Он попробовал, скривился.

– Ты куда столько соли насыпала?

Сверкнула глазами.

– Будешь лягухой называть – жри такую.

Пересоленное Ларцеву есть не хотелось.

– А как тебя называть?

– Тоська. А то «лягуха»!

– Я тебя буду звать Тосей и даже Антониной. Только готовь съедобное.

– Нá коли так, – проворчала суровая девица.



Подала другую миску, и там каша была какая надо.

Он, обжигаясь, стал есть.

– Читать-писать умеешь?

– Зачем это?

– Затем, что стирать белье и кашу варить мало. В лагере всякий человек должен работать на полную силу. Хочешь у меня служить – выучись читать, писать и считать.

– Зачем это? – подозрительно повторила она.

– Придется еду покупать. Счет деньгам вести. У меня на это времени нет. Учись у кого хочешь. Десятника Михайлова попроси, он добрый. Через неделю проверю. Это называется «сдавать экзамен». Сдашь – положу жалованье. Не сдашь – выгоню. Я людей, которые ленятся или тупые, не уважаю.

– Не желаю я! – объявила Антонина.

– Тогда катись на все четыре стороны прямо сейчас. Другую найду.

Он отставил кашу, потому что уже наелся. Повернулся. Пошел.

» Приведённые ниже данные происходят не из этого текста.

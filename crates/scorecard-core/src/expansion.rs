//! Expand/collapse state machine for the grid.
//!
//! Structural changes to the row array are single-flight: at most one
//! expand or collapse may be pending across the whole grid, and toggle
//! requests arriving while one is pending are ignored. Expansion settles
//! asynchronously through a detail fetch; collapse settles synchronously.
//!
//! Staleness is first-class: every expand request carries the controller's
//! current generation, and a response is applied only while its generation
//! is still current. Filter changes bump the generation, so a response that
//! arrives after the filter moved on is dropped without touching the rows.

use std::collections::BTreeSet;

use tracing::debug;

use crate::catalog::{MetricId, SubEntityRecord};

/// The single in-flight structural change, if any.
#[derive(Debug, Clone, Copy, PartialEq, Eq)]
pub enum PendingAction {
    Expand(MetricId),
    Collapse(MetricId),
}

/// Token identifying one expand request.
///
/// Carried by the caller through the detail fetch and handed back with the
/// response; the generation is the cancellation check.
#[derive(Debug, Clone, Copy, PartialEq, Eq)]
pub struct DetailRequest {
    pub metric_id: MetricId,
    pub generation: u64,
}

/// A settled detail fetch, ready to be applied.
#[derive(Debug, Clone)]
pub struct DetailResponse {
    pub metric_id: MetricId,
    pub generation: u64,
    pub records: Vec<SubEntityRecord>,
}

impl DetailResponse {
    /// The request this response answers.
    #[must_use]
    pub const fn request(&self) -> DetailRequest {
        DetailRequest {
            metric_id: self.metric_id,
            generation: self.generation,
        }
    }
}

/// Outcome of a toggle request.
#[derive(Debug, Clone, Copy, PartialEq, Eq)]
pub enum Toggle {
    /// Another structural change is pending; nothing happened.
    Ignored,
    /// The metric's children must be removed; call
    /// [`ExpansionController::finish_collapse`] once they are.
    BeginCollapse(MetricId),
    /// A detail fetch must be issued for this request.
    BeginExpand(DetailRequest),
}

/// Expansion state of one metric row.
#[derive(Debug, Clone, Copy, PartialEq, Eq, Default)]
pub enum RowState {
    #[default]
    Collapsed,
    /// Detail fetch in flight.
    Expanding,
    /// Children present.
    Expanded,
}

/// Tracks which metrics are expanded and mediates structural changes.
#[derive(Debug, Default)]
pub struct ExpansionController {
    expanded: BTreeSet<MetricId>,
    /// The metric whose children are (or were last) being fetched.
    selected: Option<MetricId>,
    pending: Option<PendingAction>,
    generation: u64,
}

impl ExpansionController {
    #[must_use]
    pub fn new() -> Self {
        Self::default()
    }

    /// Request a toggle for a metric.
    ///
    /// Ignored while any structural change is pending, including a toggle
    /// of the same metric.
    pub fn toggle(&mut self, metric_id: MetricId) -> Toggle {
        if self.pending.is_some() {
            debug!(metric_id, "toggle ignored: structural change pending");
            return Toggle::Ignored;
        }

        if self.expanded.contains(&metric_id) {
            self.pending = Some(PendingAction::Collapse(metric_id));
            Toggle::BeginCollapse(metric_id)
        } else {
            self.pending = Some(PendingAction::Expand(metric_id));
            self.selected = Some(metric_id);
            Toggle::BeginExpand(DetailRequest {
                metric_id,
                generation: self.generation,
            })
        }
    }

    /// Settle a collapse after the caller removed the child rows.
    pub fn finish_collapse(&mut self, metric_id: MetricId) {
        if self.pending == Some(PendingAction::Collapse(metric_id)) {
            self.expanded.remove(&metric_id);
            self.pending = None;
        }
    }

    /// Settle an expand with a fetched response.
    ///
    /// Returns `true` when the response is current and non-empty and the
    /// caller should splice the child rows in. A stale response (generation
    /// or metric mismatch) changes nothing; an empty response clears the
    /// pending action and leaves the row collapsed.
    pub fn complete_expand(&mut self, response: &DetailResponse) -> bool {
        if response.generation != self.generation
            || self.pending != Some(PendingAction::Expand(response.metric_id))
        {
            debug!(
                metric_id = response.metric_id,
                generation = response.generation,
                current = self.generation,
                "stale detail response dropped"
            );
            return false;
        }

        self.pending = None;
        if response.records.is_empty() {
            debug!(metric_id = response.metric_id, "detail fetch returned no data");
            return false;
        }

        self.expanded.insert(response.metric_id);
        true
    }

    /// Settle a failed expand: clear the pending action, stay collapsed.
    pub fn fail_expand(&mut self, request: &DetailRequest) {
        if request.generation == self.generation
            && self.pending == Some(PendingAction::Expand(request.metric_id))
        {
            self.pending = None;
        }
    }

    /// Reset to the initial state and invalidate in-flight fetches.
    ///
    /// Called on every filter change: expanded detail is filter-scoped and
    /// must not leak across filter boundaries.
    pub fn reset(&mut self) {
        self.expanded.clear();
        self.selected = None;
        self.pending = None;
        self.generation = self.generation.wrapping_add(1);
    }

    /// Whether a row should show its loading affordance.
    #[must_use]
    pub fn is_loading(&self, metric_id: MetricId) -> bool {
        self.selected == Some(metric_id) && self.pending == Some(PendingAction::Expand(metric_id))
    }

    #[must_use]
    pub fn is_expanded(&self, metric_id: MetricId) -> bool {
        self.expanded.contains(&metric_id)
    }

    /// Current expansion state of a metric row.
    #[must_use]
    pub fn state(&self, metric_id: MetricId) -> RowState {
        if self.pending == Some(PendingAction::Expand(metric_id)) {
            RowState::Expanding
        } else if self.expanded.contains(&metric_id) {
            RowState::Expanded
        } else {
            RowState::Collapsed
        }
    }

    #[must_use]
    pub const fn pending(&self) -> Option<PendingAction> {
        self.pending
    }

    #[must_use]
    pub const fn selected(&self) -> Option<MetricId> {
        self.selected
    }

    #[must_use]
    pub const fn generation(&self) -> u64 {
        self.generation
    }

    /// Metric ids currently expanded, in ascending order.
    #[must_use]
    pub fn expanded_ids(&self) -> Vec<MetricId> {
        self.expanded.iter().copied().collect()
    }
}

#[cfg(test)]
mod tests {
    use super::*;

    fn response(metric_id: MetricId, generation: u64, leaders: usize) -> DetailResponse {
        DetailResponse {
            metric_id,
            generation,
            records: (0..leaders)
                .map(|i| SubEntityRecord::new(format!("NB{i}"), format!("Leader {i}")))
                .collect(),
        }
    }

    #[test]
    fn expand_round_trip() {
        let mut controller = ExpansionController::new();

        let Toggle::BeginExpand(request) = controller.toggle(1) else {
            panic!("expected BeginExpand");
        };
        assert_eq!(controller.state(1), RowState::Expanding);
        assert!(controller.is_loading(1));

        assert!(controller.complete_expand(&response(1, request.generation, 2)));
        assert_eq!(controller.state(1), RowState::Expanded);
        assert!(!controller.is_loading(1));
        assert_eq!(controller.pending(), None);
    }

    #[test]
    fn collapse_is_synchronous() {
        let mut controller = ExpansionController::new();
        let Toggle::BeginExpand(request) = controller.toggle(1) else {
            panic!("expected BeginExpand");
        };
        assert!(controller.complete_expand(&response(1, request.generation, 1)));

        assert_eq!(controller.toggle(1), Toggle::BeginCollapse(1));
        controller.finish_collapse(1);
        assert_eq!(controller.state(1), RowState::Collapsed);
        assert_eq!(controller.pending(), None);
    }

    #[test]
    fn toggles_ignored_while_pending() {
        let mut controller = ExpansionController::new();
        let Toggle::BeginExpand(request) = controller.toggle(1) else {
            panic!("expected BeginExpand");
        };

        // Any row, including the one in flight.
        assert_eq!(controller.toggle(1), Toggle::Ignored);
        assert_eq!(controller.toggle(2), Toggle::Ignored);
        assert_eq!(controller.pending(), Some(PendingAction::Expand(1)));

        assert!(controller.complete_expand(&response(1, request.generation, 1)));
        // Settled; a new toggle is accepted again.
        assert_eq!(controller.toggle(2), Toggle::BeginExpand(DetailRequest {
            metric_id: 2,
            generation: request.generation,
        }));
    }

    #[test]
    fn stale_generation_is_dropped() {
        let mut controller = ExpansionController::new();
        let Toggle::BeginExpand(request) = controller.toggle(1) else {
            panic!("expected BeginExpand");
        };

        controller.reset();
        assert!(!controller.complete_expand(&response(1, request.generation, 2)));
        assert_eq!(controller.state(1), RowState::Collapsed);
    }

    #[test]
    fn empty_response_clears_pending_and_stays_collapsed() {
        let mut controller = ExpansionController::new();
        let Toggle::BeginExpand(request) = controller.toggle(1) else {
            panic!("expected BeginExpand");
        };

        assert!(!controller.complete_expand(&response(1, request.generation, 0)));
        assert_eq!(controller.pending(), None);
        assert_eq!(controller.state(1), RowState::Collapsed);
        // The grid is free to accept new toggles: no stuck spinner.
        assert!(matches!(controller.toggle(1), Toggle::BeginExpand(_)));
    }

    #[test]
    fn failed_fetch_clears_pending() {
        let mut controller = ExpansionController::new();
        let Toggle::BeginExpand(request) = controller.toggle(3) else {
            panic!("expected BeginExpand");
        };

        controller.fail_expand(&request);
        assert_eq!(controller.pending(), None);
        assert_eq!(controller.state(3), RowState::Collapsed);
    }

    #[test]
    fn stale_failure_does_not_clobber_new_fetch() {
        let mut controller = ExpansionController::new();
        let Toggle::BeginExpand(old) = controller.toggle(1) else {
            panic!("expected BeginExpand");
        };

        controller.reset();
        let Toggle::BeginExpand(fresh) = controller.toggle(2) else {
            panic!("expected BeginExpand");
        };

        controller.fail_expand(&old);
        assert_eq!(controller.pending(), Some(PendingAction::Expand(2)));

        assert!(controller.complete_expand(&response(2, fresh.generation, 1)));
    }

    #[test]
    fn reset_clears_everything_and_bumps_generation() {
        let mut controller = ExpansionController::new();
        let Toggle::BeginExpand(request) = controller.toggle(1) else {
            panic!("expected BeginExpand");
        };
        assert!(controller.complete_expand(&response(1, request.generation, 1)));
        let _ = controller.toggle(2);

        let generation = controller.generation();
        controller.reset();

        assert!(controller.expanded_ids().is_empty());
        assert_eq!(controller.selected(), None);
        assert_eq!(controller.pending(), None);
        assert_eq!(controller.generation(), generation + 1);
    }

    #[test]
    fn loading_is_scoped_to_the_selected_metric() {
        let mut controller = ExpansionController::new();
        let _ = controller.toggle(5);
        assert!(controller.is_loading(5));
        assert!(!controller.is_loading(6));
    }
}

– Ладно! – крикнула ему вслед девушка, но Ларцев о ней уже забыл. Он думал о том, что нашел в кармане мертвеца.


Истинная алхимия


«Я, Микишов Харитон Лукьянович, главный инженер «Общества Северо-Кавказской железной дороги», православного вероисповедания, 49 лет от роду, сим подтверждаю, что за шесть тысяч рублей нанял абрека Клайнкуя произвести диверсию на строительстве линии и убить инспектора Ларцева. Однако же сделал я это не по собственному умыслу, а единственно исполняя указание Варвары Ивановны Шилейко, каковое указание было мне переслано в письменном виде с особым курьером из Санкт-Петербурга. Неподписанный, но составленный хорошо мне известной рукой г-жи Шилейко листок предписывал следующее: «По получении незамедлительно примите необходимые меры к остановке всяческих работ до особого моего распоряжения. Также повторяю писанное ранее про Индуса и смотрите, чтоб более повторять не пришлось». «Индусом» в переписке она называла инспектора Ларцева по причине имеющейся у него на лбу родинки, а «писанное ранее» – это про умерщвление инспектора Ларцева, к которому г-жа Шилейко выказывала сугубую враждебность. На первый раз я отписал, что задание это затруднительно к исполнению, желая тем самым избавиться от греха смертоубийства, однако же в новом письме содержалась явная в мой адрес угроза, посему сызнова уклониться я побоялся. Обе записки от г-жи Шилейко, равно как и прежние ее указания, хранятся в надежном месте и будут мною выданы при условии обещанного мне снисхождения. Признаюсь также в намеренном завышении сметных расходов по строительству, но таковы были поставленные мне условия при назначении на должность главного инженера. Я обязан был каждомесячно добывать для г-жи Шилейко по сто тысяч рублей любыми средствами, что и исполнял, оставляя себе сверх того суммы сравнительно незначительные.

Для добывания потребных денежных средств мною предпринимались следующие действия…»

Оторвавшись от захватывающего чтения, Воронин восхищенно посмотрел на невозмутимого Ларцева.

– Невероятно! Я, конечно, надеялся, что Вава обломает об тебя зубы и что ты поможешь вывести ее на чистую воду, но это… Это железное, неопровержимое доказательство! Притом речь идет не только о воровстве, но о преступлениях более серьезных! Не могу поверить! Наш Д’Артаньян сокрушил несокрушимую миледи!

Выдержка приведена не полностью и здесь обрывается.